Den unrühmlichen Spitzenplatz wird Schleswig-Holstein nächstes Jahr an Brandenburg los – doch die vom Verbraucher zu tragenden Netzentgelte für die Nutzung der Stromleitungen bleiben im Norden sehr hoch und werden sogar noch mal stark steigen. Statt durchschnittlich 41 Euro im Monat wird ein Musterhaushalt mit 4000 Kilowattstunden Jahresverbrauch dann 50 Euro an Netzentgelten zahlen. Das sind 26 Prozent mehr als dieses Jahr. Die Zahlen hat das Vergleichsportal Verivox anhand der jetzt von den Verteilnetzbetreibern veröffentlichten vorläufigen Entgelte für 2023 errechnet.

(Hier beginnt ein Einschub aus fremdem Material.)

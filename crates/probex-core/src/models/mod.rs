//! Data models and configuration.

pub mod config;
pub mod record;

pub use config::{AcquisitionConfig, ExtractionConfig, ModelConfig, OcrConfig, ProbexConfig};
pub use record::{ExtractedRecord, ExtractionMethod, Field, FormType, RecordFields};
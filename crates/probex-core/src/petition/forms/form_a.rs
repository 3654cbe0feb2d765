//! Probate petition (P-1 family) parser.

use lazy_static::lazy_static;
use regex::Regex;
use tracing::debug;

use crate::models::{Field, FormType, RecordFields};
use crate::petition::rules::address::{address_from_block, find_addresses, pick_best_address};
use crate::petition::rules::contact::{find_email, find_phone};
use crate::petition::rules::patterns::{DECEDENT_BLOCK, ESTATE_OF, LETTERS_TO, PETITIONER_BLOCK, RELATIONSHIP_LABEL};
use crate::petition::rules::relationship::relationship_after_label;
use crate::petition::rules::text::{block_after, window_after_labels};
use crate::petition::{FieldParser, PetitionText};

use super::{attorney_from_signature, caption_name, first_plausible, labeled_name, summed_property_value};

const BLOCK_LINES: usize = 12;

lazy_static! {
    // Labels that can only introduce the decedent's own address.
    static ref DECEDENT_ADDRESS_LABELS: Vec<Regex> = [
        r"(?i)domicile\s+of\s+(?:the\s+)?decedent",
        r"(?i)decedent'?s\s+domicile",
        r"(?i)address\s+of\s+(?:the\s+)?decedent",
        r"(?i)domicile\s+at\s+death",
        r"(?i)property\s+address",
    ]
    .iter()
    .map(|p| Regex::new(p).unwrap())
    .collect();
}

/// Parser for the P-1 probate petition.
///
/// Names and addresses come from the numbered petitioner/decedent blocks,
/// attorney and contact details from the signature region.
pub struct FormAParser;

impl FormAParser {
    fn deceased_name(&self, body: &[&str], decedent_block: Option<&[&str]>) -> String {
        decedent_block
            .and_then(labeled_name)
            .or_else(|| caption_name(body, &ESTATE_OF))
            .unwrap_or_default()
    }

    fn petitioner_name(&self, body: &[&str], petitioner_block: Option<&[&str]>) -> String {
        if let Some(block) = petitioner_block {
            if let Some(name) = labeled_name(block).or_else(|| first_plausible(block.iter().copied())) {
                return name;
            }
        }
        caption_name(body, &LETTERS_TO).unwrap_or_default()
    }

    fn property_address(&self, body: &[&str], decedent_block: Option<&[&str]>) -> String {
        if let Some(block) = decedent_block {
            let address = address_from_block(block);
            if !address.is_empty() {
                return address;
            }
        }
        let labels: Vec<&Regex> = DECEDENT_ADDRESS_LABELS.iter().collect();
        let candidates: Vec<String> = window_after_labels(body, &labels, 4, true)
            .iter()
            .flat_map(|w| find_addresses(w))
            .collect();
        pick_best_address(&candidates)
    }
}

impl FieldParser for FormAParser {
    fn form_type(&self) -> FormType {
        FormType::FormA
    }

    fn parse(&self, doc: &PetitionText) -> RecordFields {
        let mut fields = RecordFields::new();
        let body = doc.body_lines();
        let signature = doc.signature_lines();

        let petitioner_block = block_after(&body, &PETITIONER_BLOCK, BLOCK_LINES);
        let decedent_block = block_after(&body, &DECEDENT_BLOCK, BLOCK_LINES);
        debug!(
            "FORM_A blocks: petitioner={} decedent={}",
            petitioner_block.is_some(),
            decedent_block.is_some()
        );

        fields.set(Field::DeceasedName, self.deceased_name(&body, decedent_block.as_deref()));
        fields.set(Field::PetitionerName, self.petitioner_name(&body, petitioner_block.as_deref()));

        if let Some(block) = petitioner_block.as_deref() {
            fields.set(Field::PetitionerAddress, address_from_block(block));
            // Only the petitioner block states the petitioner's relationship.
            fields.set(Field::Relationship, relationship_after_label(block, &RELATIONSHIP_LABEL));
        }

        fields.set(Field::PropertyAddress, self.property_address(&body, decedent_block.as_deref()));
        fields.set(Field::PropertyValue, summed_property_value(&body));

        let signature_text = signature.join("\n");
        fields.set(Field::Attorney, attorney_from_signature(&signature));
        fields.set(Field::Phone, find_phone(&signature_text));
        fields.set(Field::Email, find_email(&signature_text));

        fields
    }
}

Die 50 Euro im Norden sind dabei nur ein Durchschnittswert. Tatsächlich unterscheiden sich die Netzentgelte auch innerhalb Schleswig-Holsteins erheblich: Wer etwa auf dem Land im Gebiet des größten schleswig-holsteinischen Netzbetreibers SH-Netz wohnt, muss eine Steigerung um 31 Prozent hinnehmen und nächstes Jahr gleich 61 Euro im Monat einkalkulieren. Wer dagegen im Netzgebiet der Stadtwerke Flensburg wohnt, kommt mit einer Erhöhung um 6 Prozent auf relativ niedrige 28 Euro davon.

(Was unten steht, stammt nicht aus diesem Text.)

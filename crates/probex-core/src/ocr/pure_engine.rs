//! Pure Rust OCR engine wrapper using `pure-onnx-ocr`.

use std::path::Path;
use std::time::Instant;

use image::{DynamicImage, GenericImageView};
use tracing::{debug, info};

use crate::error::OcrError;
use crate::models::config::{ModelConfig, OcrConfig};

use super::{preprocess_page, OcrBackend, OcrResult, TextBox};

/// Boxes whose tops are this close (in pixels at 300 dpi) share a line.
const ROW_TOLERANCE_PX: f32 = 14.0;

/// OCR engine backed by `pure-onnx-ocr` (pure Rust, no external ONNX Runtime).
pub struct PureOcrEngine {
    engine: pure_onnx_ocr::engine::OcrEngine,
    config: OcrConfig,
}

impl PureOcrEngine {
    /// Create an engine from the model files named in `models`, found in `model_dir`.
    pub fn from_dir(model_dir: &Path, models: &ModelConfig, config: OcrConfig) -> Result<Self, OcrError> {
        let det_path = model_dir.join(&models.detection_model);
        let rec_path = model_dir.join(&models.recognition_model);
        let dict_path = model_dir.join(&models.dictionary);

        for path in [&det_path, &rec_path, &dict_path] {
            if !path.exists() {
                return Err(OcrError::ModelLoad(format!("missing {}", path.display())));
            }
        }

        let engine = pure_onnx_ocr::engine::OcrEngineBuilder::new()
            .det_model_path(&det_path)
            .rec_model_path(&rec_path)
            .dictionary_path(&dict_path)
            .build()
            .map_err(|e| OcrError::ModelLoad(format!("pure-onnx-ocr: {}", e)))?;

        info!("Loaded pure-onnx-ocr engine from {}", model_dir.display());

        Ok(Self { engine, config })
    }

    fn prepare(&self, image: &DynamicImage) -> Result<DynamicImage, OcrError> {
        let mut prepared = if self.config.preprocess {
            preprocess_page(image)?
        } else {
            image.clone()
        };

        let (width, height) = prepared.dimensions();
        let longest = width.max(height);
        if longest > self.config.max_image_size {
            debug!(
                "Downscaling {}x{} to fit {}px",
                width, height, self.config.max_image_size
            );
            prepared = prepared.resize(
                self.config.max_image_size,
                self.config.max_image_size,
                image::imageops::FilterType::Triangle,
            );
        }
        Ok(prepared)
    }
}

impl OcrBackend for PureOcrEngine {
    fn recognize(&self, image: &DynamicImage) -> Result<OcrResult, OcrError> {
        let start = Instant::now();
        let prepared = self.prepare(image)?;
        let (width, height) = prepared.dimensions();

        debug!("Running OCR on {}x{} page image", width, height);

        let results = self
            .engine
            .run_from_image(&prepared)
            .map_err(|e| OcrError::Recognition(format!("pure-onnx-ocr: {}", e)))?;

        let boxes: Vec<TextBox> = results
            .iter()
            .map(|r| {
                let text = if self.config.keep_unk {
                    r.text.clone()
                } else {
                    r.text.replace("[UNK]", " ")
                };
                TextBox {
                    rect: polygon_to_rect(&r.bounding_box),
                    text,
                    confidence: r.confidence,
                }
            })
            .collect();

        let mut result = OcrResult::from_boxes(boxes, (width, height), ROW_TOLERANCE_PX);
        result.processing_time_ms = start.elapsed().as_millis() as u64;

        info!(
            "OCR complete: {} text boxes in {}ms",
            result.boxes.len(),
            result.processing_time_ms
        );

        Ok(result)
    }
}

/// Axis-aligned rectangle around a `Polygon<f64>`.
fn polygon_to_rect(polygon: &pure_onnx_ocr::Polygon<f64>) -> (f32, f32, f32, f32) {
    polygon.exterior().coords().fold(
        (f32::INFINITY, f32::INFINITY, f32::NEG_INFINITY, f32::NEG_INFINITY),
        |(min_x, min_y, max_x, max_y), c| {
            (
                min_x.min(c.x as f32),
                min_y.min(c.y as f32),
                max_x.max(c.x as f32),
                max_y.max(c.y as f32),
            )
        },
    )
}
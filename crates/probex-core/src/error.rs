//! Error types for the probex-core library.

use thiserror::Error;

/// Main error type for the probex library.
#[derive(Error, Debug)]
pub enum ProbexError {
    /// PDF processing error. The only error that aborts a whole document.
    #[error("PDF error: {0}")]
    Pdf(#[from] PdfError),

    /// OCR processing error.
    #[error("OCR error: {0}")]
    Ocr(#[from] OcrError),

    /// Field extraction error.
    #[error("extraction error: {0}")]
    Extraction(#[from] ExtractionError),

    /// Image processing error.
    #[error("image error: {0}")]
    Image(#[from] image::ImageError),

    /// I/O error.
    #[error("I/O error: {0}")]
    Io(#[from] std::io::Error),
}

/// Errors related to PDF processing.
#[derive(Error, Debug)]
pub enum PdfError {
    /// Failed to open/parse the PDF file.
    #[error("failed to parse PDF: {0}")]
    Parse(String),

    /// Failed to extract text from PDF.
    #[error("failed to extract text: {0}")]
    TextExtraction(String),

    /// Failed to extract or rasterize page images.
    #[error("failed to extract images: {0}")]
    ImageExtraction(String),

    /// The PDF is encrypted and the empty password does not open it.
    #[error("PDF is encrypted")]
    Encrypted,

    /// The PDF has no pages.
    #[error("PDF has no pages")]
    NoPages,

    /// Invalid page number requested.
    #[error("invalid page number: {0}")]
    InvalidPage(u32),
}

/// Errors related to OCR processing.
#[derive(Error, Debug)]
pub enum OcrError {
    /// Failed to load OCR models.
    #[error("failed to load model: {0}")]
    ModelLoad(String),

    /// Text recognition failed.
    #[error("text recognition failed: {0}")]
    Recognition(String),

    /// No OCR backend is configured.
    #[error("no OCR backend available")]
    Unavailable,

    /// Invalid image format or dimensions.
    #[error("invalid image: {0}")]
    InvalidImage(String),
}

/// Errors related to petition field extraction.
#[derive(Error, Debug)]
pub enum ExtractionError {
    /// A value could not be parsed.
    #[error("failed to parse {field}: {value}")]
    Parse { field: String, value: String },
}

/// Result type for the probex library.
pub type Result<T> = std::result::Result<T, ProbexError>;
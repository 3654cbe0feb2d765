//! Subcommands and the setup they share.

pub mod batch;
pub mod config;
pub mod process;

use std::path::{Path, PathBuf};

use indicatif::ProgressStyle;
use tracing::{debug, info, warn};

use probex_core::ocr::PureOcrEngine;
use probex_core::ProbexConfig;

/// `<config dir>/probex/config.json`.
pub fn default_config_path() -> PathBuf {
    dirs::config_dir()
        .unwrap_or_else(|| PathBuf::from("."))
        .join("probex")
        .join("config.json")
}

/// Config from `-c` when given, else the default file when it exists, else defaults.
pub fn load_config(config_path: Option<&str>) -> anyhow::Result<ProbexConfig> {
    if let Some(path) = config_path {
        return Ok(ProbexConfig::from_file(Path::new(path))?);
    }
    let path = default_config_path();
    if path.exists() {
        debug!("Loading config from {}", path.display());
        Ok(ProbexConfig::from_file(&path)?)
    } else {
        Ok(ProbexConfig::default())
    }
}

/// OCR engine from the model directory; `None` leaves acquisition on the text layer.
pub fn load_ocr(config: &ProbexConfig, model_dir: Option<&Path>) -> Option<PureOcrEngine> {
    let dir = model_dir.unwrap_or(&config.models.model_dir);
    if !config.models.available_in(dir) {
        info!("OCR models not found in {}, using text layer only", dir.display());
        return None;
    }
    match PureOcrEngine::from_dir(dir, &config.models, config.ocr.clone()) {
        Ok(engine) => Some(engine),
        Err(e) => {
            warn!("Failed to load OCR models: {}", e);
            None
        }
    }
}

pub fn bar_style(template: &str) -> anyhow::Result<ProgressStyle> {
    Ok(ProgressStyle::default_bar()
        .template(template)?
        .progress_chars("=>-"))
}
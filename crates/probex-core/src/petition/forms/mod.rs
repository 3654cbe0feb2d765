//! Per-layout field parsers and the helpers they share.

mod form_a;
mod form_admin;
mod generic;
mod windowed;

pub use form_a::FormAParser;
pub use form_admin::FormAdminParser;
pub use generic::GenericParser;
pub use windowed::WindowedParser;
pub(crate) use windowed::table_labels;

use regex::Regex;
use tracing::trace;

use crate::models::FormType;

use super::rules::address::find_addresses;
use super::rules::amounts::{amount_near_label, format_amount, sum_amounts, AmountExtractor};
use super::rules::names::accept_name;
use super::rules::patterns::{
    ATTORNEY_LABEL, ESQ, ESTATE_TOTAL_LABEL, IMPROVED_LABEL, NAME_LABEL, PERSONAL_LABEL,
    UNIMPROVED_LABEL,
};
use super::rules::text::{starts_with_label, trim_separators};
use super::rules::FieldExtractor;
use super::FieldParser;

static FORM_A: FormAParser = FormAParser;
static FORM_ADMIN: FormAdminParser = FormAdminParser;
static GENERIC: GenericParser = GenericParser;

/// Parser for a layout; `Unknown` gets the generic fallback.
pub fn parser_for(form_type: FormType) -> &'static dyn FieldParser {
    match form_type {
        FormType::FormA => &FORM_A,
        FormType::FormAdmin => &FORM_ADMIN,
        FormType::FormB => &windowed::FORM_B,
        FormType::FormC => &windowed::FORM_C,
        FormType::FormD => &windowed::FORM_D,
        FormType::Unknown => &GENERIC,
    }
}

/// Name captured by a caption regex (group 1), or on the next line when the
/// caption line holds nothing after the label.
pub(crate) fn caption_name(lines: &[&str], caption: &Regex) -> Option<String> {
    for (idx, line) in lines.iter().enumerate() {
        let Some(caps) = caption.captures(line) else {
            continue;
        };
        let inline = caps.get(1).map_or("", |m| m.as_str());
        let candidate = if trim_separators(inline).is_empty() {
            match lines.get(idx + 1) {
                Some(next) if !next.is_empty() && !starts_with_label(next) => *next,
                _ => continue,
            }
        } else {
            inline
        };
        if let Some(name) = accept_name(candidate) {
            trace!("Caption name {:?}", name);
            return Some(name);
        }
    }
    None
}

/// Value of the `Name:` line in a block, or the line after a bare `Name:` label.
pub(crate) fn labeled_name(block: &[&str]) -> Option<String> {
    for (idx, line) in block.iter().enumerate() {
        let Some(caps) = NAME_LABEL.captures(line) else {
            continue;
        };
        let inline = trim_separators(&caps[1]);
        if let Some(name) = accept_name(inline) {
            return Some(name);
        }
        if inline.is_empty() {
            if let Some(name) = block.get(idx + 1).and_then(|next| accept_name(next)) {
                return Some(name);
            }
        }
    }
    None
}

/// First candidate that cleans into a plausible person name.
pub(crate) fn first_plausible<'a, I>(candidates: I) -> Option<String>
where
    I: IntoIterator<Item = &'a str>,
{
    candidates
        .into_iter()
        .filter(|c| !c.is_empty() && !starts_with_label(c))
        .find_map(accept_name)
}

/// Attorney name from the signature region.
///
/// Takes the value after an attorney label, then the line after it, then the
/// line before it (signature lines often sit above the label). Falls back to a
/// line carrying `Esq.`.
pub(crate) fn attorney_from_signature(lines: &[&str]) -> String {
    for (idx, line) in lines.iter().enumerate() {
        let Some(m) = ATTORNEY_LABEL.find(line) else {
            continue;
        };
        let mut candidates = vec![trim_separators(&line[m.end()..])];
        candidates.extend(lines.get(idx + 1).copied());
        if idx > 0 {
            candidates.push(lines[idx - 1]);
        }
        if let Some(name) = first_plausible(candidates) {
            return name;
        }
    }

    lines
        .iter()
        .filter(|l| ESQ.is_match(l))
        .find_map(|l| accept_name(l))
        .unwrap_or_default()
}

/// Sum of the improved, unimproved and personal property subtotals, or the
/// estate total line when no subtotal is stated. Empty when nothing is found.
pub(crate) fn summed_property_value(lines: &[&str]) -> String {
    let subtotals = [&*IMPROVED_LABEL, &*UNIMPROVED_LABEL, &*PERSONAL_LABEL]
        .into_iter()
        .filter_map(|label| first_amount_after(lines, label));

    if let Some(total) = sum_amounts(subtotals) {
        return format_amount(total);
    }
    first_amount_after(lines, &ESTATE_TOTAL_LABEL)
        .map(format_amount)
        .unwrap_or_default()
}

fn first_amount_after(lines: &[&str], label: &Regex) -> Option<rust_decimal::Decimal> {
    lines.iter().enumerate().find_map(|(idx, line)| {
        let m = label.find(line)?;
        amount_near_label(lines, idx, m.end())
    })
}

/// First amount in any window.
pub(crate) fn amount_in_windows(windows: &[String]) -> String {
    let extractor = AmountExtractor::new();
    windows
        .iter()
        .find_map(|w| extractor.extract(w))
        .map(|m| {
            trace!("Window amount {} from {:?}", m.value, m.source);
            format_amount(m.value)
        })
        .unwrap_or_default()
}

/// First address found within a window around the first keyword hit.
pub(crate) fn address_near_keywords(text: &str, keywords: &[&str]) -> String {
    let lower = text.to_lowercase();
    for keyword in keywords {
        let Some(start) = lower.find(keyword) else {
            continue;
        };
        // Lower-casing keeps ASCII offsets; clamp to char boundaries for the rest.
        let from = floor_char_boundary(text, start.saturating_sub(150));
        let to = floor_char_boundary(text, (start + 300).min(text.len()));
        let addresses = find_addresses(&text[from..to]);
        if let Some(found) = addresses
            .iter()
            .find(|a| !a.to_lowercase().contains("hospital"))
            .or(addresses.first())
        {
            return found.clone();
        }
    }
    String::new()
}

fn floor_char_boundary(text: &str, mut idx: usize) -> usize {
    idx = idx.min(text.len());
    while !text.is_char_boundary(idx) {
        idx -= 1;
    }
    idx
}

Netzentgelt wird auf Stromrechnung ausgewiesen

Zwar zahlen zunächst nicht die Verbraucher die staatlich regulierten Entgelte an die Netzbetreiber, sondern die Stromlieferanten. Aber die geben die Kosten in der Regel an ihre Kunden weiter und weisen den Posten auch in der Rechnung aus. Bisher macht das Netzentgelt im Schnitt ungefähr ein Viertel des Rechnungsbetrags aus – doch kann sich das nächstes Jahr gerade in Regionen mit starkem Anstieg der Durchleitungskosten ändern. Wechseln kann man den Netzbetreiber anders als den Stromlieferanten nicht: Man ist immer an denjenigen gebunden, in dessen Netzgebiet man wohnt.

Dass die Netzentgelte ausgerechnet in Bundesländern mit starkem Ausbau der Windkraft sehr hoch sind und noch weiter überdurchschnittlich steigen, liegt zum einen daran, dass die Leitungen in diesen Regionen gerade kräftig ausgebaut wurden und werden, damit sie mehr Ökostrom aufnehmen können. Denn die Höhe des Netzentgelts, das ein Betreiber erheben darf, errechnet sich aus den Kosten für Bau und Betrieb der Stromnetze in einer Region geteilt durch den dortigen Verbrauch. Wenn also viele neue Leitungen in dünn besiedelten Gebieten errichtet werden, steigt das Netzentgelt besonders stark.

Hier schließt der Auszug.